[Dataset entries]
# # # # # # #
use axum::extract::{Form, Query, State};
use axum::http::header::{LOCATION, REFERER, SET_COOKIE};
use axum::http::{HeaderMap, StatusCode};
use axum::response::{Html, IntoResponse, Response};
use serde::Serialize;
use tracing::{error, info, warn};

use super::forms::{CreateForm, IdQuery, LoginForm, SaveForm};
use super::AppState;
use crate::item::ItemId;
use crate::markdown::render_markdown;
use crate::template::{
    EditPageContext, ItemContext, ListPageContext, LoginPageContext, Page, StatusOption,
    ViewPageContext,
};

/// `302 Found` to `location`.
pub fn found(location: &str) -> Response {
    (StatusCode::FOUND, [(LOCATION, location.to_string())]).into_response()
}

fn render_page<T: Serialize>(state: &AppState, page: Page, context: &T) -> Response {
    match state.templates().render(page, context) {
        Ok(html) => Html(html).into_response(),
        Err(e) => {
            error!(page = page.name(), "Failed to render page: {e}");
            (StatusCode::INTERNAL_SERVER_ERROR, "Failed to render page").into_response()
        }
    }
}

/// `GET /`: every item in display order, plus the top item's description.
pub async fn view_all(State(state): State<AppState>) -> Response {
    let items = state.with_store(|store| store.list());
    let description = items
        .first()
        .map(|item| render_markdown(&item.description))
        .unwrap_or_default();
    let context = ListPageContext {
        items: items.iter().map(ItemContext::from).collect(),
        description,
    };
    render_page(&state, Page::ViewAll, &context)
}

/// `GET /view?ID=n`
pub async fn view(State(state): State<AppState>, Query(query): Query<IdQuery>) -> Response {
    let id = query.id();
    let Some(item) = state.with_store(|store| store.get(id)) else {
        return found("/");
    };
    let context = ViewPageContext {
        title: item.name.clone(),
        description: render_markdown(&item.description),
        item: ItemContext::from(&item),
    };
    render_page(&state, Page::View, &context)
}

/// `GET /edit?ID=n`
pub async fn edit(State(state): State<AppState>, Query(query): Query<IdQuery>) -> Response {
    let id = query.id();
    let Some(item) = state.with_store(|store| store.get(id)) else {
        return found("/");
    };
    let context = EditPageContext {
        title: item.name.clone(),
        status_options: StatusOption::all(item.display_status),
        item: ItemContext::from(&item),
    };
    render_page(&state, Page::Edit, &context)
}

/// `POST /save`: apply the edit form, then go back where the user came from.
pub async fn save(
    State(state): State<AppState>,
    headers: HeaderMap,
    Form(form): Form<SaveForm>,
) -> Response {
    let id = form.id();
    if id > 0 {
        let update = form.into_update();
        state.with_store(|store| store.update(id, update));
    } else {
        warn!("Save without a valid id ignored");
    }

    let referer = headers.get(REFERER).and_then(|value| value.to_str().ok());
    found(&save_redirect(referer, id))
}

/// After a save from the edit page, show the item; otherwise return to the
/// referring page, or the list when there is none.
fn save_redirect(referer: Option<&str>, id: ItemId) -> String {
    match referer {
        None | Some("") => "/".to_string(),
        Some(r) if r.contains("edit") => format!("/view?ID={id}"),
        Some(r) => r.to_string(),
    }
}

/// `POST /create`
pub async fn create(State(state): State<AppState>, Form(form): Form<CreateForm>) -> Response {
    let name = form.name.trim();
    if !name.is_empty() {
        state.with_store(|store| store.create(name));
    }
    found("/")
}

/// `GET /delete?ID=n`
pub async fn delete(State(state): State<AppState>, Query(query): Query<IdQuery>) -> Response {
    let id = query.id();
    if id > 0 {
        state.with_store(|store| store.delete(id));
    }
    found("/")
}

/// `GET <login_path>`
pub async fn login_page(State(state): State<AppState>) -> Response {
    render_login(&state)
}

fn render_login(state: &AppState) -> Response {
    let context = LoginPageContext {
        title: "Login",
        login_path: state.auth().login_path().to_string(),
    };
    render_page(state, Page::Login, &context)
}

/// `POST <login_path>`
///
/// Every non-empty attempt waits out the login delay. A wrong password gets
/// an empty page.
pub async fn login_submit(State(state): State<AppState>, Form(form): Form<LoginForm>) -> Response {
    if form.password.is_empty() {
        return render_login(&state);
    }

    tokio::time::sleep(state.auth().login_delay()).await;

    if state.auth().password_matches(&form.password) {
        info!("Login succeeded");
        (
            StatusCode::FOUND,
            [
                (SET_COOKIE, state.auth().session_cookie()),
                (LOCATION, "/".to_string()),
            ],
        )
            .into_response()
    } else {
        warn!("Login failed");
        StatusCode::OK.into_response()
    }
}

/// `GET /health`
pub async fn health() -> &'static str {
    "ok"
}

#[cfg(test)]
mod tests {
    use super::*;

    #[test]
    fn test_save_redirect_from_edit_page_shows_item() {
        assert_eq!(
            save_redirect(Some("http://localhost:8080/edit?ID=4"), 4),
            "/view?ID=4"
        );
    }

    #[test]
    fn test_save_redirect_returns_to_referer() {
        assert_eq!(save_redirect(Some("http://localhost:8080/"), 4), "http://localhost:8080/");
    }

    #[test]
    fn test_save_redirect_without_referer_goes_home() {
        assert_eq!(save_redirect(None, 4), "/");
        assert_eq!(save_redirect(Some(""), 4), "/");
    }

    #[test]
    fn test_found_sets_location() {
        let response = found("/view?ID=1");
        assert_eq!(response.status(), StatusCode::FOUND);
        assert_eq!(response.headers().get(LOCATION).unwrap(), "/view?ID=1");
    }
}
# # # # # # #
_About this exercise:_ Pull every line holding "description" out of the records.

_Task response:_
/// `GET /`: every item in display order, plus the top item's description.
    let description = items
        .map(|item| render_markdown(&item.description))
        description,
        description: render_markdown(&item.description),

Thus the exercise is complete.